The edge of a specific structure is a great place to start looking for fall walleyes.   These edges form breaks, which almost act like barriers to hold fish a little longer to feed before they move on.   These are physical boundaries  between shallow food producing areas and deep water areas of the lake.  Here schools of active walleyes meet concentrations of food and often this is a prime fishing area. By fishing the edges of weeds, drop-offs and structure like rocks, you will increase your chances of finding a funnel point where fish concentrate.  These spots vary but are based on  factors like: water temperature, availability of baitfish, oxygen, light level, structure and schooling tendencies.  Success rests with proper presentation.  Once you have located the edge and fish, the next step is to entice them to bite.  Your bait presentation will depend upon the specific edge that you have selected.   If the walleyes are directly below and concentrated on a physical edge you can backtroll a livebait rig, jig, or use a
bottom bouncer rig, keeping the bait among the fish you see on the depthfinder.  If you find the fish strung out along the edge, keep the bait moving and they will bite.  If they're clumped up in one spot, hover over them and vertically jig them. Rocks also attract fish, try rocky shorelines.  Rock piles, humps or where rocks and weeds meet or are intermixed, work it over thoroughly with a jig or live bait presentation.  Try to determine where fish are
holding.  Keep asking yourself the question what is their pattern? Drifting the breakline on a windy day is a way to catch trophy walleyes.  The tackle is simple and the methods are easy to learn.
First, use jigs tipped with a crawler, leech or minnow. Terminal tackle
for a live bait rig usually includes a walking sinker threaded onto the
line on top of a barrel swivel . 

Traditional Lindy Rig
Lindy Rig 
Keep the sinker weight as light as possible, yet heavy enough to let you feel the weight along the bottom. Usually 1/4 to 1/2 ounce sinkers should be adequate for shallow water fishing From the opposite end of the swivel run a 2 to 4 foot snell of 6 to 8 pound test monofilament.  Adjust the distance of your live-bait rig from the bottom according to water clarity.  In stained water the fish will be tight to the bottom so the rig should run closer to the bottom.  Just the opposite frequently holds true in clear water

I prefer to use the Lindy Rig in this case because it allows me the versatility of getting the live bait right in the face of suspended walleyes.  A plain hook, or the new colored hooks are great, usually number 6 or number 8 finishes off the rig except for the bait.

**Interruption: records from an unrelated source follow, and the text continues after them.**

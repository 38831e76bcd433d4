//! Error taxonomy for the chapter generation workflows.
//!
//! Every component wraps its underlying cause into one of these variants and
//! propagates it; nothing is swallowed. Callers pattern-match on the kind
//! instead of string-inspecting a generic error.

/// Result type for chapter-gen operations
pub type Result<T> = std::result::Result<T, Error>;

#[derive(thiserror::Error, Debug)]
pub enum Error {
    /// Source video is longer than the hard indexing ceiling. Raised before
    /// any remote call is made.
    #[error("video duration {actual}s exceeds the {limit}s indexing ceiling")]
    DurationExceeded { actual: u64, limit: u64 },

    /// A submitted indexing job reached terminal `failed` status.
    #[error("indexing job {id} finished with status {status}")]
    IndexingFailed { id: String, status: String },

    /// Non-success response from the indexing service.
    #[error("indexing service returned {status}: {message}")]
    Dependency { status: u16, message: String },

    /// Summarization succeeded but produced zero chapters. Distinct from
    /// `Dependency` because the response itself was valid, just unusable.
    #[error("summarization returned an empty chapter list")]
    EmptyChapterList,

    /// Malformed "MM:SS" text or timeline line.
    #[error("malformed timestamp text {text:?}: expected MM:SS")]
    Format { text: String },

    /// Failure while materializing a video or media segment from a URL.
    #[error("failed to download {url}")]
    Download {
        url: String,
        #[source]
        source: reqwest::Error,
    },

    /// Malformed or unusable HLS playlist.
    #[error("invalid HLS playlist: {0}")]
    Playlist(String),

    /// ffmpeg/ffprobe invocation failure.
    #[error("external tool failed: {0}")]
    Tool(String),

    /// Missing or inconsistent configuration.
    #[error("configuration error: {0}")]
    Config(String),

    #[error("IO error: {0}")]
    Io(#[from] std::io::Error),

    #[error("HTTP transport error: {0}")]
    Http(#[from] reqwest::Error),
}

Lindy Little Joes No-Snagg  sinkers

Lindy No-Snagg Sinker

The Lindy No-Snagg Sinker replaces traditional slip sinkers.  I want to fish as vertically as possible and the Lindy No-Snagg on a 3-way swivel gives me the control that I desire.  The ability to maintain bottom
contact, sense of feel and interpret changes in bottom conditions is essential for success. Lift and hold your sinker slightly off the bottom most of the time,
keeping the bait near bottom and to feel the changes, such as transitions from rock to sand or mud.  Deep fish like to lie along changes in bottom composition were the harder bottom of a dropoff joins the softer bottom of the basin.  Pay particular attention to such
changes along prominent points that gather walleyes.
This same technique can be applied to a vast majority of some of the biggest and toughest walleye waters around.  For example, the No-Snagg Sinker can be used in heavy current like a river especially if you are
concentrating on the rip rap.  This slip sinker will work all day long around the massive boulders. 
Pay particular attention to such changes along prominent points that gather walleyes. This same technique can be applied to a vast majority of some of the
biggest and toughest walleye waters around.  For example, the No-Snagg
Sinker can be used in heavy current like a river especially if you are concentrating on the rip rap.  This slip sinker will work all day long around the massive boulders.  The sinker will fall in between the crevices and cracks where the walleyes fighting the current are resting or waiting in ambush for their next meal.  It works especially well on Western and Southern big reservoirs where you have rock shale or stump fields that were next to impossible to fish before.
To determine proper snell length, I keep a close eye on my Bottom Line
sonar unit.  If the fish are detected three feet off the bottom, try a snell length of 4 1/2 or 5 feet.  If the fish are detected just a foot or so up, drop down to an 18 or 20 inch snell. As I mentioned previously the success of rigging is determined on your presentation.  Boat control becomes part of your presentation when you are rigging especially in windy conditions.  If the edges of structure
is where you want to fish then a Drift Control Sea Anchor helps me stay
on the edges of this structure. 
MinnKota Maxxum 101 bow mount trolling moto4r
Minnkota 101
Ranger 2000 620VS the ultimate fishing machine
I  operate my Ranger 620 from the bow with my  Minnkota 101 Maxxum bow-mount motor.  If I am following an inside turn, or sitting on top of a break line I can maneuver my boat by using the drag that I receive from the Drift Control Sea Anchor.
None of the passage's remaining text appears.